Prototyping Trastuzumab Docetaxel Immunoliposomes with a New FCM-Based Method to Quantify Optimal Antibody Density on Nanoparticles

Abstract

Developing targeted nanoparticles is a rising strategy to improve drug delivery in oncology. Antibodies are the most commonly used targeting agents. However, determination of their optimal number at the surface remains a challenging issue, mainly due to the difficulties in measuring precisely surface coating levels when prototyping nanoparticles. We developed an original quantitative assay to measure the exact number of coated antibodies per nanoparticle.
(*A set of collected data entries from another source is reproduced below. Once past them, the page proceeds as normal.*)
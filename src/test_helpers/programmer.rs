use std::collections::VecDeque;
use std::sync::{Arc, Mutex, MutexGuard};
use std::time::Duration;

use crate::eeprom::config::{Opcode, CHUNK_ACK};
use crate::eeprom::{ByteChannel, EepromError, EepromResult, LinkSettings, PortOpener};

#[derive(Debug, Clone, Copy, PartialEq, Eq)]
enum Mode {
    Idle,
    Reading,
    Writing,
}

#[derive(Debug)]
struct DeviceState {
    memory: Vec<u8>,
    outbox: VecDeque<u8>,
    mode: Mode,
    pos: usize,
    ack_limit: Option<usize>,
    truncate_at: Option<usize>,
    rejected: Vec<u8>,
    opcodes: Vec<u8>,
    data_writes: usize,
    opens: usize,
    closes: usize,
    unavailable: bool,
}

impl DeviceState {
    fn within_limit(&self, len: usize) -> bool {
        self.ack_limit.map_or(true, |limit| self.pos + len <= limit)
    }

    fn receive(&mut self, data: &[u8]) {
        match self.mode {
            Mode::Idle => self.receive_header(data),
            Mode::Reading => self.receive_read_request(data),
            Mode::Writing => self.receive_write_chunk(data),
        }
    }

    fn receive_header(&mut self, data: &[u8]) {
        let [opcode, _chip, size_hi, size_lo, _org] = match <[u8; 5]>::try_from(data) {
            Ok(header) => header,
            Err(_) => return,
        };
        self.opcodes.push(opcode);

        let size = u16::from_be_bytes([size_hi, size_lo]) as usize;
        self.memory.resize(size, 0xFF);
        self.pos = 0;

        if self.rejected.contains(&opcode) {
            return;
        }

        if opcode == Opcode::Read.as_byte() {
            self.mode = Mode::Reading;
        } else if opcode == Opcode::Write.as_byte() {
            self.mode = Mode::Writing;
        } else if opcode == Opcode::Erase.as_byte() {
            self.memory.iter_mut().for_each(|b| *b = 0xFF);
        } else {
            return;
        }
        self.outbox.push_back(opcode);
    }

    fn receive_read_request(&mut self, data: &[u8]) {
        let len = match data {
            [next, len] if *next == Opcode::Next.as_byte() => *len as usize,
            _ => return,
        };
        if !self.within_limit(len) {
            return;
        }

        let end = (self.pos + len).min(self.memory.len());
        let sent_end = self.truncate_at.map_or(end, |cut| end.min(cut));
        self.outbox.push_back(CHUNK_ACK);
        self.outbox
            .extend(self.memory[self.pos..sent_end.max(self.pos)].iter().copied());
        self.pos = end;
    }

    fn receive_write_chunk(&mut self, data: &[u8]) {
        self.data_writes += 1;
        if !self.within_limit(data.len()) {
            return;
        }

        let end = (self.pos + data.len()).min(self.memory.len());
        let count = end - self.pos;
        self.memory[self.pos..end].copy_from_slice(&data[..count]);
        self.pos = end;
        self.outbox.push_back(CHUNK_ACK);
    }
}

/// In-memory programmer adapter that speaks the wire protocol.
///
/// Clones share one device, so a test can keep a handle while the engine
/// owns another.
#[derive(Debug, Clone)]
pub struct SimulatedProgrammer {
    state: Arc<Mutex<DeviceState>>,
    poll: Duration,
}

impl SimulatedProgrammer {
    pub fn with_memory(memory: Vec<u8>) -> Self {
        Self {
            state: Arc::new(Mutex::new(DeviceState {
                memory,
                outbox: VecDeque::new(),
                mode: Mode::Idle,
                pos: 0,
                ack_limit: None,
                truncate_at: None,
                rejected: Vec::new(),
                opcodes: Vec::new(),
                data_writes: 0,
                opens: 0,
                closes: 0,
                unavailable: false,
            })),
            poll: Duration::from_millis(2),
        }
    }

    /// Freshly erased chip of `size` bytes.
    pub fn blank(size: usize) -> Self {
        Self::with_memory(vec![0xFF; size])
    }

    /// Stop acknowledging chunks once `bytes` bytes have been moved.
    pub fn ack_limit(self, bytes: usize) -> Self {
        self.lock().ack_limit = Some(bytes);
        self
    }

    /// Acknowledge read chunks but stop sending data at offset `at`.
    pub fn truncate_chunk_at(self, at: usize) -> Self {
        self.lock().truncate_at = Some(at);
        self
    }

    /// Never answer the handshake for `opcode`.
    pub fn reject(self, opcode: Opcode) -> Self {
        self.lock().rejected.push(opcode.as_byte());
        self
    }

    /// Fail every open with [`EepromError::PortUnavailable`].
    pub fn unavailable(self) -> Self {
        self.lock().unavailable = true;
        self
    }

    pub fn memory(&self) -> Vec<u8> {
        self.lock().memory.clone()
    }

    /// Opcodes of every header received, in order.
    pub fn opcodes(&self) -> Vec<u8> {
        self.lock().opcodes.clone()
    }

    /// Write calls received while in write mode.
    pub fn data_writes(&self) -> usize {
        self.lock().data_writes
    }

    pub fn opens(&self) -> usize {
        self.lock().opens
    }

    pub fn closes(&self) -> usize {
        self.lock().closes
    }

    fn lock(&self) -> MutexGuard<'_, DeviceState> {
        self.state.lock().expect("device state poisoned")
    }
}

impl PortOpener for SimulatedProgrammer {
    fn open(&self, port: &str, _link: &LinkSettings) -> EepromResult<Box<dyn ByteChannel>> {
        let mut state = self.lock();
        if state.unavailable {
            return Err(EepromError::PortUnavailable {
                port: port.to_string(),
                reason: "simulated adapter unplugged".into(),
            });
        }

        state.opens += 1;
        state.mode = Mode::Idle;
        state.outbox.clear();

        Ok(Box::new(SimulatedChannel {
            state: Arc::clone(&self.state),
            poll: self.poll,
            open: true,
        }))
    }
}

struct SimulatedChannel {
    state: Arc<Mutex<DeviceState>>,
    poll: Duration,
    open: bool,
}

impl SimulatedChannel {
    fn lock(&self) -> MutexGuard<'_, DeviceState> {
        self.state.lock().expect("device state poisoned")
    }
}

impl ByteChannel for SimulatedChannel {
    fn write(&mut self, data: &[u8]) -> EepromResult<()> {
        self.lock().receive(data);
        Ok(())
    }

    fn read(&mut self, buffer: &mut [u8]) -> EepromResult<usize> {
        let mut n = 0;
        {
            let mut state = self.lock();
            while n < buffer.len() {
                match state.outbox.pop_front() {
                    Some(byte) => {
                        buffer[n] = byte;
                        n += 1;
                    }
                    None => break,
                }
            }
        }

        if n == 0 {
            std::thread::sleep(self.poll);
        }
        Ok(n)
    }

    fn close(&mut self) {
        if self.open {
            self.open = false;
            self.lock().closes += 1;
        }
    }
}

impl Drop for SimulatedChannel {
    fn drop(&mut self) {
        self.close();
    }
}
Using flow cytometry optimized for submicron particle analysis and beads covered with known amounts of human IgG-kappa mimicking various amounts of antibodies, this new method was tested as part of the prototyping of docetaxel liposomes coated with trastuzumab against Her2+ breast cancer. This quantification method allowed to discriminate various batches of immunoliposomes depending on their trastuzumab density on nanoparticle surface (i.e., 330 (Immunoliposome-1), 480 (Immunoliposome-2) and 690 (Immunoliposome-3), p = 0.004, One-way ANOVA). Here we showed that optimal number of grafted antibodies on nanoparticles should be finely tuned and highest density of targeting agent is not necessarily associated with highest efficacy. Overall, this new method should help to better prototype third generation nanoparticles.

Figure 1

Aspect and calibration of the prototyped “IgHk calibrator beads”. (A) Calibration line of mouse IgG coated µ-QIFIkit calibrator beads on CyTOFLEX S (Beckman coulter, Villepinte France) for the calibration of human IgG kappa light chains coated beads (IgHk). (B) Quantification of Human IgHk on all prototyped IgHk calibrated beads using µ-QIFIkit as reference. IgHk beads have been first saturated with unlabeled L1C1 Mab, washed and fluorescently stained with PE-labeled anti-mouse IgG sencondary reagent in parallel with the µ-QIFIkit beads used as reference. (C) Superposition of histograms from the prototyped “IgHk calibrator beads” as seen on the PE channel of CytoFLEX S under yellow laser excitation. A limited series of 5 beads regularly distributed over the measuring range were chosen from the larger series of all (n = 13) calibrated beads to be later used in direct IF experiments with L1C1-PE as “IgHk calibrator beads”. (D) Calibration line of the prototyped “IgHk calibrator beads” generated for this study.

Figure 2

FCM analysis of non-fluorescent immunoliposomes and instrument background noise (A), DiD+ immunoliposomes (B), DiD+ Trastuzumab uncoated liposomes (C) and DiD+ Trastuzumab coated immunoliposomes (D). Inset figures present FSC-SSC plots showing the distribution of background noise events in blue dots (insets A and B) and specific detection of DID stained liposomes with red dots (inset B).

Figure 3

Overlay plot in the revelation Antibody PE fluorescence channel. Color lines: IgGH calibrator beads coated with 0 (green), 18 (pink), 175 (violet), 830 (blue), 2850 (orange) and 7450 (red) IgGH antibodies respectively. Black line represents PE distribution of trastuzumab coated DiD+ immunoliposomes.

Figure 4

Number of coated trastuzumab on three immunoliposome batches over time^a. ^aValues are mean ± SEM of three or more experiments.

Figure 5

Monitoring of cell population (%) in early (A) and late (B) apoptosis when treated with three batches of free drugs, liposomes and immunoliposomes for 12 and 72 hours^a. ^aValues are mean of three or more experiments.

Figure 6

Monitoring of dtomato fluorescent MDA-MB-453 when seeded in 4000 cell spheroids and treated at day 3 and day 10^a. ^aExperiment was in triplicate.

Figure 7

Cell viability (%) of MDA-MB-453 spheroids 14 days after seeding^a. ^aValues are mean of three or more experiments.